Один только вид огромного числа вредоносных или до смешного нелепых привилегий, чьё иго ощущалось всё сильнее и чьи основания делались всё менее заметными, подталкивал или, вернее, стремительно увлекал ум каждого образованного человека к идее естественного равенства условий. Философы XVIII века постоянно имели перед глазами порождённые прежними временами странные и нескладные учреждения, которые никто не пытался ни согласовывать между собой, ни приспосабливать их к новым потребностям и которые, казалось бы, стремились увековечить своё существование, утратив добродетельность. Поэтому литераторы с лёгкостью прониклись отвращением к любым преданиям и традициям и естественным образом пришли к желанию перестроить современное им общество в соответствии с совершенно новым планом, который каждому из них виделся единственно в свете его собственного разума.

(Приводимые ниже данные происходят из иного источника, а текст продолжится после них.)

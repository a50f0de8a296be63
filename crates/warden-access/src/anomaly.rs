//! Statistical anomaly detection over windows of audit events.
//!
//! The detector is stateless: feed it the events of a time window (usually
//! [`AuditChain::events_since`](warden_vault::audit::AuditChain::events_since))
//! and it returns zero or more [`Anomaly`] values, each with a confidence in
//! `[0, 1]`. Only granted access decisions are considered.
//!
//! Detectors:
//!
//! - **Volume outlier**: a principal's grant count sits far above the mean of
//!   the other principals (leave-one-out z-score).
//! - **Forbidden co-access**: one principal touched every label of a
//!   configured forbidden set (e.g. national id + birth date + address).
//! - **Off-hours access** to restricted-tier or credential/financial secrets.
//! - **Rapid escalation**: three or more strictly rising tiers within a short
//!   span.

use std::collections::{BTreeMap, BTreeSet};

use chrono::{DateTime, Timelike, Utc};
use serde::{Deserialize, Serialize};
use warden_vault::audit::{AuditEvent, AuditKind, AuditOutcome};
use warden_vault::types::SensitivityTier;

/// Tunable detector thresholds.
#[derive(Debug, Clone, PartialEq, Serialize, Deserialize)]
#[serde(default)]
pub struct AnomalyThresholds {
    /// z-score at which a principal's volume is an outlier.
    pub volume_z_score: f64,
    /// Minimum grants before a principal can be a volume outlier.
    pub volume_min_events: usize,
    /// Minimum other principals needed for a baseline.
    pub volume_min_population: usize,
    /// Off-hours span in UTC, `[start, end)`, wrapping past midnight.
    pub off_hours_start: u32,
    pub off_hours_end: u32,
    /// Span within which rising tiers count as escalation.
    pub escalation_window_secs: i64,
    /// Label sets no single principal may hold together.
    pub forbidden_sets: Vec<Vec<String>>,
}

impl Default for AnomalyThresholds {
    fn default() -> Self {
        Self {
            volume_z_score: 3.0,
            volume_min_events: 10,
            volume_min_population: 3,
            off_hours_start: 22,
            off_hours_end: 6,
            escalation_window_secs: 300,
            forbidden_sets: vec![vec![
                "national_id".to_string(),
                "birth_date".to_string(),
                "address".to_string(),
            ]],
        }
    }
}

#[derive(Debug, Clone, PartialEq, Serialize, Deserialize)]
#[serde(tag = "type", rename_all = "snake_case")]
pub enum AnomalyKind {
    VolumeOutlier { count: usize, baseline_mean: f64 },
    ForbiddenCoAccess { labels: Vec<String> },
    OffHoursAccess { events: usize },
    RapidEscalation { from: SensitivityTier, to: SensitivityTier },
}

impl AnomalyKind {
    pub fn name(&self) -> &'static str {
        match self {
            Self::VolumeOutlier { .. } => "volume_outlier",
            Self::ForbiddenCoAccess { .. } => "forbidden_co_access",
            Self::OffHoursAccess { .. } => "off_hours_access",
            Self::RapidEscalation { .. } => "rapid_escalation",
        }
    }
}

#[derive(Debug, Clone, PartialEq, Serialize, Deserialize)]
pub struct Anomaly {
    pub principal: String,
    pub kind: AnomalyKind,
    pub confidence: f64,
    pub detected_at: DateTime<Utc>,
}

#[derive(Debug, Clone, Default)]
pub struct AnomalyDetector {
    thresholds: AnomalyThresholds,
}

impl AnomalyDetector {
    pub fn new(thresholds: AnomalyThresholds) -> Self {
        Self { thresholds }
    }

    pub fn thresholds(&self) -> &AnomalyThresholds {
        &self.thresholds
    }

    /// Analyze one window of events.
    pub fn analyze(&self, events: &[AuditEvent]) -> Vec<Anomaly> {
        let mut by_principal: BTreeMap<&str, Vec<&AuditEvent>> = BTreeMap::new();
        for e in events.iter().filter(|e| is_granted_access(e)) {
            by_principal.entry(e.principal.as_str()).or_default().push(e);
        }

        let now = Utc::now();
        let mut anomalies = Vec::new();
        anomalies.extend(self.volume_outliers(&by_principal, now));

        for (principal, grants) in &by_principal {
            let mut grants = grants.clone();
            grants.sort_by_key(|e| e.timestamp);

            if let Some(kind) = self.forbidden_co_access(&grants) {
                anomalies.push(anomaly(principal, kind, 0.8, now));
            }
            if let Some((kind, confidence)) = self.off_hours(&grants) {
                anomalies.push(anomaly(principal, kind, confidence, now));
            }
            if let Some(kind) = self.rapid_escalation(&grants) {
                anomalies.push(anomaly(principal, kind, 0.7, now));
            }
        }

        if !anomalies.is_empty() {
            tracing::debug!(count = anomalies.len(), events = events.len(), "anomalies detected");
        }
        anomalies
    }

    fn volume_outliers(
        &self,
        by_principal: &BTreeMap<&str, Vec<&AuditEvent>>,
        now: DateTime<Utc>,
    ) -> Vec<Anomaly> {
        let t = &self.thresholds;
        if by_principal.len() < t.volume_min_population + 1 {
            return Vec::new();
        }

        let counts: Vec<(&str, f64)> = by_principal
            .iter()
            .map(|(p, e)| (*p, e.len() as f64))
            .collect();

        let mut out = Vec::new();
        for (i, (principal, count)) in counts.iter().enumerate() {
            if (*count as usize) < t.volume_min_events {
                continue;
            }
            let others: Vec<f64> = counts
                .iter()
                .enumerate()
                .filter(|(j, _)| *j != i)
                .map(|(_, (_, c))| *c)
                .collect();
            let n = others.len() as f64;
            let mean = others.iter().sum::<f64>() / n;
            let variance = others.iter().map(|c| (c - mean).powi(2)).sum::<f64>() / n;
            let std = variance.sqrt().max(1.0);
            let z = (count - mean) / std;

            if z >= t.volume_z_score {
                let confidence = (0.6 + 0.05 * (z - t.volume_z_score)).min(0.95);
                out.push(anomaly(
                    principal,
                    AnomalyKind::VolumeOutlier {
                        count: *count as usize,
                        baseline_mean: mean,
                    },
                    confidence,
                    now,
                ));
            }
        }
        out
    }

    fn forbidden_co_access(&self, grants: &[&AuditEvent]) -> Option<AnomalyKind> {
        let seen: BTreeSet<&str> = grants
            .iter()
            .flat_map(|e| e.labels.iter().map(String::as_str))
            .collect();

        self.thresholds
            .forbidden_sets
            .iter()
            .find(|set| !set.is_empty() && set.iter().all(|l| seen.contains(l.as_str())))
            .map(|set| AnomalyKind::ForbiddenCoAccess { labels: set.clone() })
    }

    fn off_hours(&self, grants: &[&AuditEvent]) -> Option<(AnomalyKind, f64)> {
        let (start, end) = (self.thresholds.off_hours_start, self.thresholds.off_hours_end);
        let in_off_hours = |hour: u32| {
            if start <= end {
                hour >= start && hour < end
            } else {
                hour >= start || hour < end
            }
        };

        let hits = grants
            .iter()
            .filter(|e| {
                let sensitive = e.tier == Some(SensitivityTier::Restricted)
                    || e.secret_type.is_some_and(|t| t.is_critical());
                sensitive && in_off_hours(e.timestamp.hour())
            })
            .count();

        (hits > 0).then(|| {
            let confidence = (0.5 + 0.1 * (hits as f64 - 1.0)).min(0.85);
            (AnomalyKind::OffHoursAccess { events: hits }, confidence)
        })
    }

    fn rapid_escalation(&self, grants: &[&AuditEvent]) -> Option<AnomalyKind> {
        let window = chrono::Duration::seconds(self.thresholds.escalation_window_secs);
        let tiered: Vec<(DateTime<Utc>, SensitivityTier)> = grants
            .iter()
            .filter_map(|e| e.tier.map(|t| (e.timestamp, t)))
            .collect();

        for (i, &(start, first)) in tiered.iter().enumerate() {
            let mut current = first;
            let mut steps = 0;
            for &(ts, tier) in &tiered[i + 1..] {
                if ts - start > window {
                    break;
                }
                if tier > current {
                    current = tier;
                    steps += 1;
                }
            }
            if steps >= 2 {
                return Some(AnomalyKind::RapidEscalation { from: first, to: current });
            }
        }
        None
    }
}

fn is_granted_access(e: &AuditEvent) -> bool {
    e.kind == AuditKind::AccessDecision && e.outcome == AuditOutcome::Granted
}

fn anomaly(principal: &str, kind: AnomalyKind, confidence: f64, now: DateTime<Utc>) -> Anomaly {
    Anomaly {
        principal: principal.to_string(),
        kind,
        confidence,
        detected_at: now,
    }
}

// ---------------------------------------------------------------------------
// Tests
// ---------------------------------------------------------------------------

Сами условия существования писателей развивали в них склонность к общим и отвлечённым теориям в области государственного управления. Литераторы были бесконечно удалены от какой бы то ни было практики, и никакой опыт не мог умерить порывы их жаркой натуры. Ничто не предупреждало их о тех препятствиях, какие могли поставить реальные обстоятельства на пути даже самых желательных реформ. Литераторы не имели и малейшего представления об опасностях, постоянно сопутствующих даже неизбежным революционным изменениям. Они никоим образом не соприкасались с реальными делами и не могли видеть, как ими занимаются другие. Философы того времени не имели и поверхностного понимания проблем, какое внушает свободное общество даже людям, меньше всего занятым в демократическом государственном управлении. Поэтому-то они проявляли большую смелость в принятии разнообразных новшеств.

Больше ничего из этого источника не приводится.